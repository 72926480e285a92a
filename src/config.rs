use std::path::PathBuf;

/// Application-level constants
pub const APP_NAME: &str = "Brainalyze";
pub const APP_VERSION: &str = env!("CARGO_PKG_VERSION");

/// Default endpoint of the remote inference service (FastAPI-style backend).
pub const DEFAULT_INFERENCE_URL: &str = "http://127.0.0.1:8000";
/// Default endpoint of the auth/data-store stack (Supabase-style).
pub const DEFAULT_SUPABASE_URL: &str = "http://127.0.0.1:54321";

/// Base URL of the remote inference service.
pub fn inference_url() -> String {
    std::env::var("BRAINALYZE_INFERENCE_URL")
        .unwrap_or_else(|_| DEFAULT_INFERENCE_URL.to_string())
}

/// Base URL of the auth/data-store collaborator.
pub fn supabase_url() -> String {
    std::env::var("BRAINALYZE_SUPABASE_URL")
        .unwrap_or_else(|_| DEFAULT_SUPABASE_URL.to_string())
}

/// API key attached to auth and data-store calls (the anon key in a
/// Supabase-style deployment). `None` means calls go out without one.
pub fn supabase_key() -> Option<String> {
    std::env::var("BRAINALYZE_SUPABASE_KEY").ok()
}

/// Get the application data directory
/// ~/Brainalyze/ on all platforms (user-visible, per design requirement)
pub fn app_data_dir() -> PathBuf {
    let home = dirs::home_dir().expect("Cannot determine home directory");
    home.join("Brainalyze")
}

/// Get the directory exported PDF reports are written to
pub fn exports_dir() -> PathBuf {
    app_data_dir().join("exports")
}

/// Default tracing filter when RUST_LOG is unset.
pub fn default_log_filter() -> &'static str {
    "brainalyze=info"
}
use std::io::{BufRead, Write};
use std::path::PathBuf;
use std::process::ExitCode;

use clap::{Parser, Subcommand};

use brainalyze::backend::auth::AuthClient;
use brainalyze::backend::datastore::PostgrestClient;
use brainalyze::backend::inference::AnalysisClient;
use brainalyze::cancel::CancelToken;
use brainalyze::chat::ChatSession;
use brainalyze::export::{fetch_heatmap, PdfExporter};
use brainalyze::report::{ReportAssembler, ReportLoad};
use brainalyze::session::{SessionContext, SessionManager};
use brainalyze::upload::{AnalysisOrchestrator, UploadedScan};

#[derive(Parser)]
#[command(name = "brainalyze")]
#[command(version = brainalyze::config::APP_VERSION)]
#[command(about = "Brainalyze MRI analysis client")]
struct Cli {
    /// Account email
    #[arg(long, global = true, env = "BRAINALYZE_EMAIL")]
    email: Option<String>,

    /// Account password
    #[arg(long, global = true, env = "BRAINALYZE_PASSWORD", hide_env_values = true)]
    password: Option<String>,

    #[command(subcommand)]
    command: Commands,
}

#[derive(Subcommand)]
enum Commands {
    /// Verify the account credentials
    Login,
    /// Submit an MRI scan for analysis
    Analyze {
        /// Path to the scan file
        file: PathBuf,
    },
    /// Show the current report
    Report,
    /// Export the current report as a PDF
    Export {
        /// Output directory (defaults to ~/Brainalyze/exports)
        #[arg(long)]
        out: Option<PathBuf>,
    },
    /// Chat about the current report
    Chat,
}

fn main() -> ExitCode {
    brainalyze::init_tracing();
    let cli = Cli::parse();

    match run(cli) {
        Ok(()) => ExitCode::SUCCESS,
        Err(message) => {
            eprintln!("{message}");
            ExitCode::FAILURE
        }
    }
}

fn run(cli: Cli) -> Result<(), String> {
    let auth = AuthClient::from_env();
    let store = PostgrestClient::from_env();
    let manager = SessionManager::new();

    // No session is persisted between runs; every command signs in fresh.
    let email = cli.email.ok_or("Missing --email (or BRAINALYZE_EMAIL)")?;
    let password = cli
        .password
        .ok_or("Missing --password (or BRAINALYZE_PASSWORD)")?;
    let session = manager
        .sign_in(&auth, &store, &email, &password)
        .map_err(|e| e.to_string())?;

    match cli.command {
        Commands::Login => {
            println!(
                "Signed in as {} ({:?})",
                session.display_name(),
                session.profile.role,
            );
        }
        Commands::Analyze { file } => {
            let scan = UploadedScan::from_path(&file)
                .map_err(|e| format!("Could not read {}: {e}", file.display()))?;
            println!("Selected {} ({:.2} MB)", scan.file_name, scan.size_mb());

            let inference = AnalysisClient::from_env();
            let orchestrator = AnalysisOrchestrator::new(&inference, &store);
            let result = orchestrator
                .submit(&scan, &session, &CancelToken::new())
                .map_err(|e| e.to_string())?;

            if result.tumor_detected {
                println!(
                    "Tumor detected: {} ({:.2}% confidence)",
                    result.tumor_type,
                    result.confidence * 100.0,
                );
            } else {
                println!(
                    "No tumor detected ({:.2}% confidence)",
                    result.confidence * 100.0,
                );
            }
        }
        Commands::Report => match load_report(&store, &session)? {
            Some(view) => print_report(&view),
            None => {}
        },
        Commands::Export { out } => {
            let Some(view) = load_report(&store, &session)? else {
                return Ok(());
            };
            let heatmap = view
                .gradcam_url
                .as_deref()
                .and_then(fetch_heatmap);
            let exporter = match out {
                Some(dir) => PdfExporter::new(dir),
                None => PdfExporter::default_location(),
            };
            let written = exporter
                .export(Some(&view), heatmap.as_deref())
                .map_err(|e| e.to_string())?;
            if let Some(path) = written {
                println!("Report saved to {}", path.display());
            }
        }
        Commands::Chat => {
            let Some(view) = load_report(&store, &session)? else {
                return Ok(());
            };
            chat_loop(ChatSession::new(view));
        }
    }
    Ok(())
}

/// One composed report load, with the not-found reasons printed as terminal
/// states rather than errors.
fn load_report(
    store: &PostgrestClient,
    session: &SessionContext,
) -> Result<Option<brainalyze::models::report::ReportView>, String> {
    let assembler = ReportAssembler::new(store);
    let load = assembler
        .load(Some(session), &CancelToken::new())
        .map_err(|e| e.to_string())?;
    match load {
        ReportLoad::Found(view) => Ok(Some(view)),
        ReportLoad::NotFound(reason) => {
            println!("{}", reason.message());
            Ok(None)
        }
    }
}

fn print_report(view: &brainalyze::models::report::ReportView) {
    println!("MRI Analysis Report - {}", view.patient_name);
    println!("Date: {}", view.display_date());
    if view.tumor_detected {
        println!("Diagnosis: {}", view.tumor_type);
    } else {
        println!("Diagnosis: No tumor detected");
    }
    println!(
        "Confidence: {} ({})",
        view.confidence_display(),
        view.confidence_band().class_name(),
    );
    if let Some(size) = &view.tumor_size {
        println!("Size: {size}");
    }
    if let Some(location) = &view.tumor_location {
        println!("Location: {location}");
    }
    if let Some(severity) = &view.severity {
        println!("Severity: {severity}");
    }
    if let Some(description) = &view.description {
        println!("\n{description}");
    }
    if !view.recommendations.is_empty() {
        println!("\nRecommendations:");
        for (i, rec) in view.recommendations.iter().enumerate() {
            println!("  {}. {}", i + 1, rec);
        }
    }
    println!("\nModel: {}", view.ai_model);
}

fn chat_loop(mut session: ChatSession) {
    for message in session.transcript() {
        println!("assistant: {}", message.text);
    }
    println!("(empty line to quit)");

    let stdin = std::io::stdin();
    loop {
        print!("> ");
        let _ = std::io::stdout().flush();
        let mut line = String::new();
        match stdin.lock().read_line(&mut line) {
            Ok(0) => break,
            Ok(_) => {}
            Err(_) => break,
        }
        if line.trim().is_empty() {
            break;
        }

        session.send(&line);
        while session.pending() > 0 {
            for message in session.poll() {
                println!("assistant: {}", message.text);
            }
            if session.pending() > 0 {
                std::thread::sleep(std::time::Duration::from_millis(50));
            }
        }
    }
}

What the exercise asks
Generate a verbatim printout of all the entries.

Output for this exercise
repository 72926480e285a92a
filename src/config.rs
use std::path::PathBuf;

/// Application-level constants
pub const APP_NAME: &str = "Brainalyze";
pub const APP_VERSION: &str = env!("CARGO_PKG_VERSION");

/// Default endpoint of the remote inference service (FastAPI-style backend).
pub const DEFAULT_INFERENCE_URL: &str = "http://127.0.0.1:8000";
/// Default endpoint of the auth/data-store stack (Supabase-style).
pub const DEFAULT_SUPABASE_URL: &str = "http://127.0.0.1:54321";

/// Base URL of the remote inference service.
pub fn inference_url() -> String {
    std::env::var("BRAINALYZE_INFERENCE_URL")
        .unwrap_or_else(|_| DEFAULT_INFERENCE_URL.to_string())
}

/// Base URL of the auth/data-store collaborator.
pub fn supabase_url() -> String {
    std::env::var("BRAINALYZE_SUPABASE_URL")
        .unwrap_or_else(|_| DEFAULT_SUPABASE_URL.to_string())
}

/// API key attached to auth and data-store calls (the anon key in a
/// Supabase-style deployment). `None` means calls go out without one.
pub fn supabase_key() -> Option<String> {
    std::env::var("BRAINALYZE_SUPABASE_KEY").ok()
}

/// Get the application data directory
/// ~/Brainalyze/ on all platforms (user-visible, per design requirement)
pub fn app_data_dir() -> PathBuf {
    let home = dirs::home_dir().expect("Cannot determine home directory");
    home.join("Brainalyze")
}

/// Get the directory exported PDF reports are written to
pub fn exports_dir() -> PathBuf {
    app_data_dir().join("exports")
}

/// Default tracing filter when RUST_LOG is unset.
pub fn default_log_filter() -> &'static str {
    "brainalyze=info"
}
use std::io::{BufRead, Write};
use std::path::PathBuf;
use std::process::ExitCode;

use clap::{Parser, Subcommand};

use brainalyze::backend::auth::AuthClient;
use brainalyze::backend::datastore::PostgrestClient;
use brainalyze::backend::inference::AnalysisClient;
use brainalyze::cancel::CancelToken;
use brainalyze::chat::ChatSession;
use brainalyze::export::{fetch_heatmap, PdfExporter};
use brainalyze::report::{ReportAssembler, ReportLoad};
use brainalyze::session::{SessionContext, SessionManager};
use brainalyze::upload::{AnalysisOrchestrator, UploadedScan};

#[derive(Parser)]
#[command(name = "brainalyze")]
#[command(version = brainalyze::config::APP_VERSION)]
#[command(about = "Brainalyze MRI analysis client")]
struct Cli {
    /// Account email
    #[arg(long, global = true, env = "BRAINALYZE_EMAIL")]
    email: Option<String>,

    /// Account password
    #[arg(long, global = true, env = "BRAINALYZE_PASSWORD", hide_env_values = true)]
    password: Option<String>,

    #[command(subcommand)]
    command: Commands,
}

#[derive(Subcommand)]
enum Commands {
    /// Verify the account credentials
    Login,
    /// Submit an MRI scan for analysis
    Analyze {
        /// Path to the scan file
        file: PathBuf,
    },
    /// Show the current report
    Report,
    /// Export the current report as a PDF
    Export {
        /// Output directory (defaults to ~/Brainalyze/exports)
        #[arg(long)]
        out: Option<PathBuf>,
    },
    /// Chat about the current report
    Chat,
}

fn main() -> ExitCode {
    brainalyze::init_tracing();
    let cli = Cli::parse();

    match run(cli) {
        Ok(()) => ExitCode::SUCCESS,
        Err(message) => {
            eprintln!("{message}");
            ExitCode::FAILURE
        }
    }
}

fn run(cli: Cli) -> Result<(), String> {
    let auth = AuthClient::from_env();
    let store = PostgrestClient::from_env();
    let manager = SessionManager::new();

    // No session is persisted between runs; every command signs in fresh.
    let email = cli.email.ok_or("Missing --email (or BRAINALYZE_EMAIL)")?;
    let password = cli
        .password
        .ok_or("Missing --password (or BRAINALYZE_PASSWORD)")?;
    let session = manager
        .sign_in(&auth, &store, &email, &password)
        .map_err(|e| e.to_string())?;

    match cli.command {
        Commands::Login => {
            println!(
                "Signed in as {} ({:?})",
                session.display_name(),
                session.profile.role,
            );
        }
        Commands::Analyze { file } => {
            let scan = UploadedScan::from_path(&file)
                .map_err(|e| format!("Could not read {}: {e}", file.display()))?;
            println!("Selected {} ({:.2} MB)", scan.file_name, scan.size_mb());

            let inference = AnalysisClient::from_env();
            let orchestrator = AnalysisOrchestrator::new(&inference, &store);
            let result = orchestrator
                .submit(&scan, &session, &CancelToken::new())
                .map_err(|e| e.to_string())?;

            if result.tumor_detected {
                println!(
                    "Tumor detected: {} ({:.2}% confidence)",
                    result.tumor_type,
                    result.confidence * 100.0,
                );
            } else {
                println!(
                    "No tumor detected ({:.2}% confidence)",
                    result.confidence * 100.0,
                );
            }
        }
        Commands::Report => match load_report(&store, &session)? {
            Some(view) => print_report(&view),
            None => {}
        },
        Commands::Export { out } => {
            let Some(view) = load_report(&store, &session)? else {
                return Ok(());
            };
            let heatmap = view
                .gradcam_url
                .as_deref()
                .and_then(fetch_heatmap);
            let exporter = match out {
                Some(dir) => PdfExporter::new(dir),
                None => PdfExporter::default_location(),
            };
            let written = exporter
                .export(Some(&view), heatmap.as_deref())
                .map_err(|e| e.to_string())?;
            if let Some(path) = written {
                println!("Report saved to {}", path.display());
            }
        }
        Commands::Chat => {
            let Some(view) = load_report(&store, &session)? else {
                return Ok(());
            };
            chat_loop(ChatSession::new(view));
        }
    }
    Ok(())
}

/// One composed report load, with the not-found reasons printed as terminal
/// states rather than errors.
fn load_report(
    store: &PostgrestClient,
    session: &SessionContext,
) -> Result<Option<brainalyze::models::report::ReportView>, String> {
    let assembler = ReportAssembler::new(store);
    let load = assembler
        .load(Some(session), &CancelToken::new())
        .map_err(|e| e.to_string())?;
    match load {
        ReportLoad::Found(view) => Ok(Some(view)),
        ReportLoad::NotFound(reason) => {
            println!("{}", reason.message());
            Ok(None)
        }
    }
}

fn print_report(view: &brainalyze::models::report::ReportView) {
    println!("MRI Analysis Report - {}", view.patient_name);
    println!("Date: {}", view.display_date());
    if view.tumor_detected {
        println!("Diagnosis: {}", view.tumor_type);
    } else {
        println!("Diagnosis: No tumor detected");
    }
    println!(
        "Confidence: {} ({})",
        view.confidence_display(),
        view.confidence_band().class_name(),
    );
    if let Some(size) = &view.tumor_size {
        println!("Size: {size}");
    }
    if let Some(location) = &view.tumor_location {
        println!("Location: {location}");
    }
    if let Some(severity) = &view.severity {
        println!("Severity: {severity}");
    }
    if let Some(description) = &view.description {
        println!("\n{description}");
    }
    if !view.recommendations.is_empty() {
        println!("\nRecommendations:");
        for (i, rec) in view.recommendations.iter().enumerate() {
            println!("  {}. {}", i + 1, rec);
        }
    }
    println!("\nModel: {}", view.ai_model);
}

fn chat_loop(mut session: ChatSession) {
    for message in session.transcript() {
        println!("assistant: {}", message.text);
    }
    println!("(empty line to quit)");

    let stdin = std::io::stdin();
    loop {
        print!("> ");
        let _ = std::io::stdout().flush();
        let mut line = String::new();
        match stdin.lock().read_line(&mut line) {
            Ok(0) => break,
            Ok(_) => {}
            Err(_) => break,
        }
        if line.trim().is_empty() {
            break;
        }

        session.send(&line);
        while session.pending() > 0 {
            for message in session.poll() {
                println!("assistant: {}", message.text);
            }
            if session.pending() > 0 {
                std::thread::sleep(std::time::Duration::from_millis(50));
            }
        }
    }
}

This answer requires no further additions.